Brief:
All of the data below is to be returned unaltered.

==== Records shown

//! Wire encodings for inputs, outputs, and locks.

use std::convert::TryInto;
use std::io::{Read, Write};

use crate::serialization::{SerializationError, WireDeserialize, WireSerialize};
use crate::{amount::Amount, block, transaction};

use super::{CoinbaseData, Input, LockScript, OutPoint, Output, UnlockScript};

/// The outpoint hash of a coinbase input.
const COINBASE_HASH: [u8; 32] = [0u8; 32];
/// The outpoint index sentinel of a coinbase input.
const COINBASE_INDEX: u32 = u32::MAX;

impl WireSerialize for OutPoint {
    fn wire_serialize<W: Write>(&self, mut target: W) -> Result<(), std::io::Error> {
        self.hash.wire_serialize(&mut target)?;
        self.index.wire_serialize(&mut target)
    }
}

impl WireDeserialize for OutPoint {
    fn wire_deserialize<R: Read>(mut reader: R) -> Result<Self, SerializationError> {
        Ok(OutPoint {
            hash: transaction::Hash::wire_deserialize(&mut reader)?,
            index: u32::wire_deserialize(&mut reader)?,
        })
    }
}

impl WireSerialize for Input {
    fn wire_serialize<W: Write>(&self, mut target: W) -> Result<(), std::io::Error> {
        match self {
            Input::PrevOut { outpoint, unlock } => {
                outpoint.wire_serialize(&mut target)?;
                unlock.0.wire_serialize(&mut target)
            }
            Input::Coinbase { height, data } => {
                COINBASE_HASH.wire_serialize(&mut target)?;
                COINBASE_INDEX.wire_serialize(&mut target)?;
                let mut payload = Vec::with_capacity(4 + data.0.len());
                payload.extend_from_slice(&height.0.to_le_bytes());
                payload.extend_from_slice(&data.0);
                payload.wire_serialize(&mut target)
            }
        }
    }
}

impl WireDeserialize for Input {
    fn wire_deserialize<R: Read>(mut reader: R) -> Result<Self, SerializationError> {
        let hash = transaction::Hash::wire_deserialize(&mut reader)?;
        let index = u32::wire_deserialize(&mut reader)?;
        let script: Vec<u8> = Vec::wire_deserialize(&mut reader)?;

        if hash.0 == COINBASE_HASH && index == COINBASE_INDEX {
            if script.len() < 4 {
                return Err(SerializationError::Parse(
                    "coinbase input payload too short to hold a height",
                ));
            }
            if script.len() > 4 + CoinbaseData::MAX_LEN {
                return Err(SerializationError::Parse("coinbase data too long"));
            }
            let height = u32::from_le_bytes(
                script[0..4]
                    .try_into()
                    .expect("slice of length 4 converts to [u8; 4]"),
            );
            Ok(Input::Coinbase {
                height: block::Height(height),
                data: CoinbaseData(script[4..].to_vec()),
            })
        } else {
            Ok(Input::PrevOut {
                outpoint: OutPoint { hash, index },
                unlock: UnlockScript(script),
            })
        }
    }
}

impl WireSerialize for LockScript {
    fn wire_serialize<W: Write>(&self, mut target: W) -> Result<(), std::io::Error> {
        match self {
            LockScript::SingleSignature { pub_key_hash } => {
                target.write_all(&[LockScript::SINGLE_SIGNATURE_TAG])?;
                pub_key_hash.wire_serialize(&mut target)
            }
        }
    }
}

impl WireDeserialize for LockScript {
    fn wire_deserialize<R: Read>(mut reader: R) -> Result<Self, SerializationError> {
        let tag = u8::wire_deserialize(&mut reader)?;
        match tag {
            LockScript::SINGLE_SIGNATURE_TAG => Ok(LockScript::SingleSignature {
                pub_key_hash: <[u8; 20]>::wire_deserialize(&mut reader)?,
            }),
            _ => Err(SerializationError::Parse("unknown lock type")),
        }
    }
}

impl WireSerialize for Output {
    fn wire_serialize<W: Write>(&self, mut target: W) -> Result<(), std::io::Error> {
        self.value.wire_serialize(&mut target)?;
        self.lock.wire_serialize(&mut target)
    }
}

impl WireDeserialize for Output {
    fn wire_deserialize<R: Read>(mut reader: R) -> Result<Self, SerializationError> {
        Ok(Output {
            value: Amount::wire_deserialize(&mut reader)?,
            lock: LockScript::wire_deserialize(&mut reader)?,
        })
    }
}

========

Expected output:
//! Wire encodings for inputs, outputs, and locks.

use std::convert::TryInto;
use std::io::{Read, Write};

use crate::serialization::{SerializationError, WireDeserialize, WireSerialize};
use crate::{amount::Amount, block, transaction};

use super::{CoinbaseData, Input, LockScript, OutPoint, Output, UnlockScript};

/// The outpoint hash of a coinbase input.
const COINBASE_HASH: [u8; 32] = [0u8; 32];
/// The outpoint index sentinel of a coinbase input.
const COINBASE_INDEX: u32 = u32::MAX;

impl WireSerialize for OutPoint {
    fn wire_serialize<W: Write>(&self, mut target: W) -> Result<(), std::io::Error> {
        self.hash.wire_serialize(&mut target)?;
        self.index.wire_serialize(&mut target)
    }
}

impl WireDeserialize for OutPoint {
    fn wire_deserialize<R: Read>(mut reader: R) -> Result<Self, SerializationError> {
        Ok(OutPoint {
            hash: transaction::Hash::wire_deserialize(&mut reader)?,
            index: u32::wire_deserialize(&mut reader)?,
        })
    }
}

impl WireSerialize for Input {
    fn wire_serialize<W: Write>(&self, mut target: W) -> Result<(), std::io::Error> {
        match self {
            Input::PrevOut { outpoint, unlock } => {
                outpoint.wire_serialize(&mut target)?;
                unlock.0.wire_serialize(&mut target)
            }
            Input::Coinbase { height, data } => {
                COINBASE_HASH.wire_serialize(&mut target)?;
                COINBASE_INDEX.wire_serialize(&mut target)?;
                let mut payload = Vec::with_capacity(4 + data.0.len());
                payload.extend_from_slice(&height.0.to_le_bytes());
                payload.extend_from_slice(&data.0);
                payload.wire_serialize(&mut target)
            }
        }
    }
}

impl WireDeserialize for Input {
    fn wire_deserialize<R: Read>(mut reader: R) -> Result<Self, SerializationError> {
        let hash = transaction::Hash::wire_deserialize(&mut reader)?;
        let index = u32::wire_deserialize(&mut reader)?;
        let script: Vec<u8> = Vec::wire_deserialize(&mut reader)?;

        if hash.0 == COINBASE_HASH && index == COINBASE_INDEX {
            if script.len() < 4 {
                return Err(SerializationError::Parse(
                    "coinbase input payload too short to hold a height",
                ));
            }
            if script.len() > 4 + CoinbaseData::MAX_LEN {
                return Err(SerializationError::Parse("coinbase data too long"));
            }
            let height = u32::from_le_bytes(
                script[0..4]
                    .try_into()
                    .expect("slice of length 4 converts to [u8; 4]"),
            );
            Ok(Input::Coinbase {
                height: block::Height(height),
                data: CoinbaseData(script[4..].to_vec()),
            })
        } else {
            Ok(Input::PrevOut {
                outpoint: OutPoint { hash, index },
                unlock: UnlockScript(script),
            })
        }
    }
}

impl WireSerialize for LockScript {
    fn wire_serialize<W: Write>(&self, mut target: W) -> Result<(), std::io::Error> {
        match self {
            LockScript::SingleSignature { pub_key_hash } => {
                target.write_all(&[LockScript::SINGLE_SIGNATURE_TAG])?;
                pub_key_hash.wire_serialize(&mut target)
            }
        }
    }
}

impl WireDeserialize for LockScript {
    fn wire_deserialize<R: Read>(mut reader: R) -> Result<Self, SerializationError> {
        let tag = u8::wire_deserialize(&mut reader)?;
        match tag {
            LockScript::SINGLE_SIGNATURE_TAG => Ok(LockScript::SingleSignature {
                pub_key_hash: <[u8; 20]>::wire_deserialize(&mut reader)?,
            }),
            _ => Err(SerializationError::Parse("unknown lock type")),
        }
    }
}

impl WireSerialize for Output {
    fn wire_serialize<W: Write>(&self, mut target: W) -> Result<(), std::io::Error> {
        self.value.wire_serialize(&mut target)?;
        self.lock.wire_serialize(&mut target)
    }
}

impl WireDeserialize for Output {
    fn wire_deserialize<R: Read>(mut reader: R) -> Result<Self, SerializationError> {
        Ok(Output {
            value: Amount::wire_deserialize(&mut reader)?,
            lock: LockScript::wire_deserialize(&mut reader)?,
        })
    }
}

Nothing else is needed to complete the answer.